- Exercise instructions -
Below are some records; print every one of them exactly.

Saved data entries:
=-=-=-=-=

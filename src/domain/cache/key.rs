use std::fmt;

use serde::{Deserialize, Serialize};

/// Maximum length of a derived cache key, in characters.
pub const MAX_KEY_LENGTH: usize = 100;

/// Filesystem-safe identifier for a phrase within a user namespace.
///
/// A key is always a single safe path segment: lowercase alphanumerics and
/// underscores, at most [`MAX_KEY_LENGTH`] characters, no separators and no
/// control characters. Keys are normally produced by [`CacheKey::derive`];
/// [`CacheKey::parse`] accepts a string that already has that shape.
#[derive(Debug, Clone, PartialEq, Eq, PartialOrd, Ord, Hash, Serialize, Deserialize)]
pub struct CacheKey(String);

impl CacheKey {
    /// Derive the cache key for a phrase.
    ///
    /// Policy: lowercase the phrase, drop everything that is not
    /// alphanumeric or whitespace, collapse whitespace runs to a single
    /// underscore, truncate to [`MAX_KEY_LENGTH`] characters. Deterministic
    /// and total; two phrases that normalize to the same slug share a cache
    /// entry.
    pub fn derive(phrase: &str) -> Self {
        let lowered = phrase.to_lowercase();
        let kept: String = lowered
            .chars()
            .filter(|c| c.is_alphanumeric() || c.is_whitespace())
            .collect();

        let whitespace = regex::Regex::new(r"\s+").unwrap();
        let slug = whitespace.replace_all(kept.trim(), "_");

        let truncated: String = slug.chars().take(MAX_KEY_LENGTH).collect();
        CacheKey(truncated.trim_end_matches('_').to_string())
    }

    /// Accept a string as a literal key if it already has the derived shape.
    ///
    /// Used for delete-by-key from the shell. Returns `None` for anything
    /// that is not a safe slug, so user input can never escape the cache
    /// directory.
    pub fn parse(raw: &str) -> Option<Self> {
        if raw.is_empty() || raw.chars().count() > MAX_KEY_LENGTH {
            return None;
        }
        let safe = raw
            .chars()
            .all(|c| !c.is_uppercase() && (c.is_alphanumeric() || c == '_'));
        if safe {
            Some(CacheKey(raw.to_string()))
        } else {
            None
        }
    }

    /// A phrase made of nothing but punctuation sanitizes to the empty key.
    pub fn is_empty(&self) -> bool {
        self.0.is_empty()
    }

    pub fn as_str(&self) -> &str {
        &self.0
    }
}

impl fmt::Display for CacheKey {
    fn fmt(&self, f: &mut fmt::Formatter<'_>) -> fmt::Result {
        write!(f, "{}", self.0)
    }
}

impl AsRef<str> for CacheKey {
    fn as_ref(&self) -> &str {
        &self.0
    }
}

=-=-=-=-=

- Task output -
filename src/domain/cache/key.rs
use std::fmt;

use serde::{Deserialize, Serialize};

/// Maximum length of a derived cache key, in characters.
pub const MAX_KEY_LENGTH: usize = 100;

/// Filesystem-safe identifier for a phrase within a user namespace.
///
/// A key is always a single safe path segment: lowercase alphanumerics and
/// underscores, at most [`MAX_KEY_LENGTH`] characters, no separators and no
/// control characters. Keys are normally produced by [`CacheKey::derive`];
/// [`CacheKey::parse`] accepts a string that already has that shape.
#[derive(Debug, Clone, PartialEq, Eq, PartialOrd, Ord, Hash, Serialize, Deserialize)]
pub struct CacheKey(String);

impl CacheKey {
    /// Derive the cache key for a phrase.
    ///
    /// Policy: lowercase the phrase, drop everything that is not
    /// alphanumeric or whitespace, collapse whitespace runs to a single
    /// underscore, truncate to [`MAX_KEY_LENGTH`] characters. Deterministic
    /// and total; two phrases that normalize to the same slug share a cache
    /// entry.
    pub fn derive(phrase: &str) -> Self {
        let lowered = phrase.to_lowercase();
        let kept: String = lowered
            .chars()
            .filter(|c| c.is_alphanumeric() || c.is_whitespace())
            .collect();

        let whitespace = regex::Regex::new(r"\s+").unwrap();
        let slug = whitespace.replace_all(kept.trim(), "_");

        let truncated: String = slug.chars().take(MAX_KEY_LENGTH).collect();
        CacheKey(truncated.trim_end_matches('_').to_string())
    }

    /// Accept a string as a literal key if it already has the derived shape.
    ///
    /// Used for delete-by-key from the shell. Returns `None` for anything
    /// that is not a safe slug, so user input can never escape the cache
    /// directory.
    pub fn parse(raw: &str) -> Option<Self> {
        if raw.is_empty() || raw.chars().count() > MAX_KEY_LENGTH {
            return None;
        }
        let safe = raw
            .chars()
            .all(|c| !c.is_uppercase() && (c.is_alphanumeric() || c == '_'));
        if safe {
            Some(CacheKey(raw.to_string()))
        } else {
            None
        }
    }

    /// A phrase made of nothing but punctuation sanitizes to the empty key.
    pub fn is_empty(&self) -> bool {
        self.0.is_empty()
    }

    pub fn as_str(&self) -> &str {
        &self.0
    }
}

impl fmt::Display for CacheKey {
    fn fmt(&self, f: &mut fmt::Formatter<'_>) -> fmt::Result {
        write!(f, "{}", self.0)
    }
}

impl AsRef<str> for CacheKey {
    fn as_ref(&self) -> &str {
        &self.0
    }
}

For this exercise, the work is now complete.